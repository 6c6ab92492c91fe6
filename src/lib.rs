//! A container format for time-ordered, named, strongly-typed data chunks
//! organized into frames: header, growable index, interned name table, and
//! an append-only payload region (see the module docs in each file).

pub mod chunk;
pub mod error;
pub mod handle;
pub mod index;
pub mod layout;
pub mod namelist;
pub mod types;

pub use error::{GsdError, Result};
pub use handle::{GsdFile, OpenMode};
pub use layout::IndexEntry;
pub use types::{make_version, sizeof_tag, ElementType, Version, CURRENT_VERSION};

→ **What you need to do**:
Could you repeat every record above exactly as it appears?

→ **Result**:
repository 6c6ab92492c91fe6
filename src/lib.rs
//! A container format for time-ordered, named, strongly-typed data chunks
//! organized into frames: header, growable index, interned name table, and
//! an append-only payload region (see the module docs in each file).

pub mod chunk;
pub mod error;
pub mod handle;
pub mod index;
pub mod layout;
pub mod namelist;
pub mod types;

pub use error::{GsdError, Result};
pub use handle::{GsdFile, OpenMode};
pub use layout::IndexEntry;
pub use types::{make_version, sizeof_tag, ElementType, Version, CURRENT_VERSION};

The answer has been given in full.